Maternidade e autoconfiança. Estão aí dois pontos que, de maneira geral, parecem ser difíceis de conciliar. A cada dia que passa, muitas mulheres se queixam do peso que “recai” sobre si, na medida em que vão se desenvolvendo neste maravilhoso e tão desafiador universo da maternidade.

De todo modo, há mulheres que seguem um ritmo próprio, e encontram o equilíbrio que precisam. Porém, há aquelas que se sentem, por algum motivo interno ou externo, incapazes de serem “boas mães”. E, com isso, a autoconfiança começa a dissipar por entre dos dedos.

Mas, como lidar com esse frio na barriga de querer ser perfeita? Como construir um perfil autêntico de mãe, sem deixar de lado quem você é?

Estas e outras dúvidas serão discutidas no decorrer deste artigo. Vem com a gente pensar um pouco mais sobre ser mãe e ser mulher!

A cobrança que recai sobre a mãe

O primeiro ponto que você deverá pensar e refletir é acerca da cobrança que, costumeiramente, recai de um modo mais expressivo sobre as mães. De maneira geral, as meninas já crescem com a ideia de que serão mães um dia, e, com isso, começam a plantar dentro de si a necessidade da perfeição neste quesito.

A partir disso, quando se deparam com qualquer tipo de impasse neste novo modo de ser, consequentemente se sentem frustradas ou até mesmo incapazes. Mas, você já parou para pensar que, se tratando de relações humanas, jamais existirá o jeito correto e a perfeição? Pois é!

Primeiro porque cada ser humano é singular e único. Segundo que, no desenvolvimento deste novo universo e jeito de viver, você terá que experienciar e vivenciar momentos nunca vividos antes. Com isso, poderá, sim, errar, tropeçar, mas, do mesmo modo, poderá crescer e se desenvolver ainda mais.

Não lamente por errar. Não se cobre da mesma forma como a sociedade costuma lhe cobrar! Ninguém vive o que você está vivendo. Apenas você, dentro da sua pele, pode saber da sua história e do quanto a mesma impacta no seu modo de atuar e viver como mãe.

O papel da mulher na maternidade vai além de todas aquelas coisas românticas e lindas que costumamos ler. Sim, o amor existe, e ele é extremamente forte. Mas, da mesma forma, ele não serve de aval para que o erro nunca atravesse o seu caminho.

Pudera, que aprendizado você tiraria, deste lindo processo de crescer enquanto mãe, se você já soubesse como fazer tudo, desde o começo?

O conceito de mãe suficientemente boa

Maternidade e autoconfiança são dois conceitos que podem sim caminhar juntos, embora muitas mulheres ainda torçam o nariz para esta afirmação.

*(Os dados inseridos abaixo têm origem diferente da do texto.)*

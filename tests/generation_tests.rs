//! End-to-end map generation scenarios.

use rand::SeedableRng;
use warren::generation::utils::create_rng;
use warren::{
    generate, FillController, GenerationConfig, Grid, TextRenderer, Tile, WarrenError,
    WarrenResult,
};

#[test]
fn test_default_scenario_reaches_threshold() -> WarrenResult<()> {
    let mut grid = Grid::new(80, 40);
    let mut rng = create_rng(20240807);

    let stats = generate(&mut grid, &GenerationConfig::new(0.4, 0.1), &mut rng)?;

    // 40% of 3200 tiles
    assert!(grid.count(Tile::Room) >= 1280);
    assert_eq!(grid.count(Tile::Room), stats.tiles_filled);
    assert_eq!(grid.count(Tile::Room) + grid.count(Tile::Empty), 3200);
    Ok(())
}

#[test]
fn test_filling_fraction_holds_across_configs() -> WarrenResult<()> {
    for (seed, min_filling, max_room_size) in [
        (1u64, 0.2, 0.3),
        (2, 0.5, 0.15),
        (3, 0.6, 0.5),
        (4, 0.3, 1.0),
    ] {
        let mut grid = Grid::new(60, 40);
        let mut rng = create_rng(seed);
        generate(
            &mut grid,
            &GenerationConfig::new(min_filling, max_room_size),
            &mut rng,
        )?;

        let filled = grid.count(Tile::Room) as f64 / grid.len() as f64;
        assert!(
            filled >= min_filling,
            "seed {}: filled {} below target {}",
            seed,
            filled,
            min_filling
        );
    }
    Ok(())
}

#[test]
fn test_undersized_room_extent_is_rejected() {
    // 0.05 of a 10-tile dimension truncates to 0, below the 2-tile minimum
    let mut grid = Grid::new(10, 10);
    let mut rng = create_rng(5);

    let result = generate(&mut grid, &GenerationConfig::new(0.4, 0.05), &mut rng);
    assert!(matches!(result, Err(WarrenError::InvalidConfig(_))));
    assert_eq!(grid.count(Tile::Empty), 100);
}

#[test]
fn test_out_of_range_fractions_are_rejected() {
    let mut grid = Grid::new(80, 40);
    let mut rng = create_rng(6);

    for config in [
        GenerationConfig::new(0.0, 0.1),
        GenerationConfig::new(1.0, 0.1),
        GenerationConfig::new(0.4, 0.0),
        GenerationConfig::new(0.4, 1.5),
    ] {
        let result = generate(&mut grid, &config, &mut rng);
        assert!(
            matches!(result, Err(WarrenError::InvalidConfig(_))),
            "config {:?} should be rejected",
            config
        );
        assert_eq!(grid.count(Tile::Empty), grid.len(), "grid was mutated");
    }
}

#[test]
fn test_distinct_entropy_states_produce_distinct_maps() -> WarrenResult<()> {
    let config = GenerationConfig::new(0.4, 0.1);

    let mut grid_a = Grid::new(80, 40);
    let mut grid_b = Grid::new(80, 40);
    let mut rng_a = create_rng(1000);
    let mut rng_b = create_rng(2000);

    generate(&mut grid_a, &config, &mut rng_a)?;
    generate(&mut grid_b, &config, &mut rng_b)?;

    assert_ne!(grid_a, grid_b);
    assert!(grid_a.count(Tile::Room) >= 1280);
    assert!(grid_b.count(Tile::Room) >= 1280);
    Ok(())
}

#[test]
fn test_presets_generate_on_default_dimensions() -> WarrenResult<()> {
    for (name, config) in [
        ("small_rooms", GenerationConfig::small_rooms()),
        ("big_rooms", GenerationConfig::big_rooms()),
        ("boss", GenerationConfig::boss()),
    ] {
        let mut grid = Grid::new(80, 40);
        let mut rng = create_rng(42);
        let stats = generate(&mut grid, &config, &mut rng)?;
        let filled = stats.tiles_filled as f64 / grid.len() as f64;
        assert!(
            filled >= config.min_filling,
            "preset {}: filled {} below target {}",
            name,
            filled,
            config.min_filling
        );
    }
    Ok(())
}

#[test]
fn test_controller_reuse_across_fills() -> WarrenResult<()> {
    let controller = FillController::new();
    let config = GenerationConfig::new(0.3, 0.2);

    let mut grid = Grid::new(40, 40);
    let mut rng = rand::rngs::StdRng::seed_from_u64(9);

    let first = controller.fill(&mut grid, &config, &mut rng)?;
    let second = controller.fill(&mut grid, &config, &mut rng)?;

    // Each fill starts from a re-initialized grid
    assert_eq!(grid.count(Tile::Room), second.tiles_filled);
    assert!(first.tiles_filled as f64 >= grid.len() as f64 * 0.3);
    assert!(second.tiles_filled as f64 >= grid.len() as f64 * 0.3);
    Ok(())
}

#[test]
fn test_rendered_map_has_grid_shape() -> WarrenResult<()> {
    let mut grid = Grid::new(32, 16);
    let mut rng = create_rng(77);
    generate(&mut grid, &GenerationConfig::new(0.4, 0.3), &mut rng)?;

    let text = TextRenderer::new().render(&grid);
    let lines: Vec<&str> = text.lines().collect();
    assert_eq!(lines.len(), 16);
    assert!(lines.iter().all(|line| line.len() == 32));
    assert!(lines
        .iter()
        .all(|line| line.chars().all(|c| c == '#' || c == '.')));

    let rendered_rooms = text.chars().filter(|&c| c == '#').count();
    assert_eq!(rendered_rooms, grid.count(Tile::Room));
    Ok(())
}

#[test]
fn test_config_loads_from_json_file() -> WarrenResult<()> {
    use std::io::Write;

    let mut file = tempfile::NamedTempFile::new()?;
    write!(file, r#"{{"min_filling": 0.25, "max_room_size": 0.2}}"#)?;

    let text = std::fs::read_to_string(file.path())?;
    let config: GenerationConfig = serde_json::from_str(&text)?;
    assert_eq!(config, GenerationConfig::new(0.25, 0.2));

    let mut grid = Grid::new(40, 40);
    let mut rng = create_rng(3);
    generate(&mut grid, &config, &mut rng)?;
    assert!(grid.count(Tile::Room) as f64 >= grid.len() as f64 * 0.25);
    Ok(())
}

Mas, para que você comece a pensar um pouquinho diferente, queremos que você comece a pensar em um conceito inusitado: o da mãe “suficientemente boa”. Você deve estar se perguntando: o que isso significa?!

Pois bem, este conceito trata daquela mãe que sabe que em alguns momentos se deparará como faltante. Ou seja, ela sabe que não será plenamente perfeita, o tempo todo. Volta e meia ela cometerá equívocos que, de maneira geral, são mais do que necessários para o desenvolvimento da criança.

É a mãe que sabe que a criança não necessita da sua presença, 24 horas por dia, para ser um ser humano feliz e em constante desenvolvimento. É uma mãe que sabe que, tudo bem não ser “ótima”, o “boa” já basta e tira, de suas costas, um peso que poderia se tornar uma tortura mais tarde.

Pois é isso que você deve começar a visualizar: o ótima, muitas vezes está atrelada a perfeição. E, novamente, a perfeição não existe. Enquanto que, em contrapartida, o “boa” pode ser encarado como uma alternativa interessante, não é mesmo?

Pois certamente você é boa o suficiente para proporcionar o desenvolvimento do seu filho. Você é boa o suficiente para se sentir autoconfiante, mesmo quando está longe do pequeno. Você é boa o suficiente para compreender que tanto a sua presença, quanto a sua ausência, estão atreladas ao crescimento da criança. E, com isso, começa a deixar de lado incertezas que permitem que você se sinta ansiosa constantemente.

Tudo bem você não poder ficar com o seu filho o tempo todo! Tudo bem você ter cometido um erro! Você não precisa ser ótima, mas sim, suficientemente boa.

Pois quando você compreender que a mãe ideal não existe, você notará que está mais dentro daquilo que considera certo, do que você imagina. Se não existe perfeição, existem milhares de formas de ser. E se existem milhares de formas de ser, por que justamente o seu jeito seria errôneo?